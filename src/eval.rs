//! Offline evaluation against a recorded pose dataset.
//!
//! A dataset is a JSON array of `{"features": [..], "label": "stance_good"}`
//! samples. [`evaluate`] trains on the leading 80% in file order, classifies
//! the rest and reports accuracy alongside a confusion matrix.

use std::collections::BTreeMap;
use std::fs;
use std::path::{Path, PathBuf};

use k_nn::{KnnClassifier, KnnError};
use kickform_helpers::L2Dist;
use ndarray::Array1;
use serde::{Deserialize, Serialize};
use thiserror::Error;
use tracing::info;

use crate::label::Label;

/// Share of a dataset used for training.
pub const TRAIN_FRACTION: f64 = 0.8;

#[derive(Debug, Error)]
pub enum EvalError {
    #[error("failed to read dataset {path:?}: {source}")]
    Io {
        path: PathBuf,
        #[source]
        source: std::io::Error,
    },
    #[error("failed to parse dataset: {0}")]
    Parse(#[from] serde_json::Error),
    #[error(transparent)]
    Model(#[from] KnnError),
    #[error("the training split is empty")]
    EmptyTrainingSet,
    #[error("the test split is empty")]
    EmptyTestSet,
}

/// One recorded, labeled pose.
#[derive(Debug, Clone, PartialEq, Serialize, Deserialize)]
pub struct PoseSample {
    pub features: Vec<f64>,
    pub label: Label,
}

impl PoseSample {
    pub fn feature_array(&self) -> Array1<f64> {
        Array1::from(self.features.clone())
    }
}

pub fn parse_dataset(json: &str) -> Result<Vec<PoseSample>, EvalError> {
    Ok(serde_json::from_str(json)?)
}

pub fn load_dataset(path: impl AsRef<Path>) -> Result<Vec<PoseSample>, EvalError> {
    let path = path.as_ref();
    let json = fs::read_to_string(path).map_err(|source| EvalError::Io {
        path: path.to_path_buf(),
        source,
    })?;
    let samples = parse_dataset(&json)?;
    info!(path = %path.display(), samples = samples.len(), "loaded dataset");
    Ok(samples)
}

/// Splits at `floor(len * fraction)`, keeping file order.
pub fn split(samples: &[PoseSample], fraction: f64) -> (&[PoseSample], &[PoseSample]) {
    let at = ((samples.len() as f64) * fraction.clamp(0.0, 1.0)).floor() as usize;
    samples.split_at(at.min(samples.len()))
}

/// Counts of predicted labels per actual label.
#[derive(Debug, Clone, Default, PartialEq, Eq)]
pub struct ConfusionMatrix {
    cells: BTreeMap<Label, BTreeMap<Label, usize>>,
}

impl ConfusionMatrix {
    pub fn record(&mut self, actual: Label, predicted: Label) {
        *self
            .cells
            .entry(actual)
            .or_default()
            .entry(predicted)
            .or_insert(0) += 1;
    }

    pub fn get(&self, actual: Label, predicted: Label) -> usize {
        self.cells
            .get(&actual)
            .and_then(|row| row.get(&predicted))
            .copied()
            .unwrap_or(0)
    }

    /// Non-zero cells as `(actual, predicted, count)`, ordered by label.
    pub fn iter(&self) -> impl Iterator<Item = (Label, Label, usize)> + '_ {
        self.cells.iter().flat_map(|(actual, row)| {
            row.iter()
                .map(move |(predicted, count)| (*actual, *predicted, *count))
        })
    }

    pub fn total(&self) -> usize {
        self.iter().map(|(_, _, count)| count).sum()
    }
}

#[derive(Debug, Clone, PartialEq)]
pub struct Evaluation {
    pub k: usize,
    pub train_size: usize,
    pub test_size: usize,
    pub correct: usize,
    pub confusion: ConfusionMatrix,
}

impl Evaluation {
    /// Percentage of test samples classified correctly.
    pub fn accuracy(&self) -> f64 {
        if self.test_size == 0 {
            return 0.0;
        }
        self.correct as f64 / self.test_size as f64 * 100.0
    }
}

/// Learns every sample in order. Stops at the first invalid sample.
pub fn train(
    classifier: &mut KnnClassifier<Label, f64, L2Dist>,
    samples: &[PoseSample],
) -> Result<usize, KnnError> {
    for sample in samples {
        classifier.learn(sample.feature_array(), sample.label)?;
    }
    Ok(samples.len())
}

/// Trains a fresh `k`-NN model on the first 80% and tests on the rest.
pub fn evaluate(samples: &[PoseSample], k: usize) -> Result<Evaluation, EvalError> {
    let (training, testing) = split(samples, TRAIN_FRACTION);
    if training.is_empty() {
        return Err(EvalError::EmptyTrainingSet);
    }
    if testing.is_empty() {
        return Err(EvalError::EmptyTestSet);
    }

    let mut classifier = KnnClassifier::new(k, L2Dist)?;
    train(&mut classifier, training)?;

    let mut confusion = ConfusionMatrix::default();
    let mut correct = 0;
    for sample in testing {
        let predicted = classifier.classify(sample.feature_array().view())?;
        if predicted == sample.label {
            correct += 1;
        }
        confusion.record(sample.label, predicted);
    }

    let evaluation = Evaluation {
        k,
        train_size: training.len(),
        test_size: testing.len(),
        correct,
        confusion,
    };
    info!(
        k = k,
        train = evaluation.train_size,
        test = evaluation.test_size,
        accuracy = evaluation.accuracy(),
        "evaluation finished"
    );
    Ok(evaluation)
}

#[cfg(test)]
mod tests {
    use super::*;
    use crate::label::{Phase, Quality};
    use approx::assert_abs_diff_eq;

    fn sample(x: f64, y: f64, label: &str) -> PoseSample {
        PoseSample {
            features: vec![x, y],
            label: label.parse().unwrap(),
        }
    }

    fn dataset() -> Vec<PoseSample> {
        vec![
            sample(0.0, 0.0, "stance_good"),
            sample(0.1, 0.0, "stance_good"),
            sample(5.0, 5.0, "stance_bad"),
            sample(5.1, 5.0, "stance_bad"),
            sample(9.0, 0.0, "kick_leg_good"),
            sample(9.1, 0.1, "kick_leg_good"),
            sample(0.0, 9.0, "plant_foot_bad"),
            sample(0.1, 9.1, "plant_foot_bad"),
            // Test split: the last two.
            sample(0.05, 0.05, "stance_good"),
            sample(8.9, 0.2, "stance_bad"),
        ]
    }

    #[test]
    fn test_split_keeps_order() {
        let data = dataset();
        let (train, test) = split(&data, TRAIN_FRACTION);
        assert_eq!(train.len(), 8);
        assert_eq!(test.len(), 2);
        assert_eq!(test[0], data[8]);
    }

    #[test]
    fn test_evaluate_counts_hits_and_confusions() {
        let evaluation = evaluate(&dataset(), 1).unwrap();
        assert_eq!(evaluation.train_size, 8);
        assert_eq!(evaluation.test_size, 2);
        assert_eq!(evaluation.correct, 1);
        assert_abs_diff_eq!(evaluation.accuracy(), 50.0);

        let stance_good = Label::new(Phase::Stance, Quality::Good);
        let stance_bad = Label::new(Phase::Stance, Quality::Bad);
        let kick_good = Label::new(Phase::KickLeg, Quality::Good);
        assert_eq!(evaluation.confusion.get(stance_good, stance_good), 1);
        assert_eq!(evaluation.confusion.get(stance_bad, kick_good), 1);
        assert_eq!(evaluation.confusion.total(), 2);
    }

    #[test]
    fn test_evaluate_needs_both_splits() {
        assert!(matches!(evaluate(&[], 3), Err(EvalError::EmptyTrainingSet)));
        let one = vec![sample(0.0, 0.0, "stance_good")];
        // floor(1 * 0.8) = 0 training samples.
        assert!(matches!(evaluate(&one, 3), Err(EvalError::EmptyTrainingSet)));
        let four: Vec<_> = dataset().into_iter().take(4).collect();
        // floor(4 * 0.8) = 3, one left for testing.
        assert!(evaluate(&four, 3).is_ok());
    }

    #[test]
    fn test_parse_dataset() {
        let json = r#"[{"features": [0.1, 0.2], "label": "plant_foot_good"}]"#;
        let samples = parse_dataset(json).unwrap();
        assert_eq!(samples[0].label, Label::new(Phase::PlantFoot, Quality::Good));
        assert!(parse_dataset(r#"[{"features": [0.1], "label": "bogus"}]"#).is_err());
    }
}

_____

Find the word "KnnClassifier" in the records. Copy every line it appears in.

use k_nn::{KnnClassifier, KnnError};
    classifier: &mut KnnClassifier<Label, f64, L2Dist>,
    let mut classifier = KnnClassifier::new(k, L2Dist)?;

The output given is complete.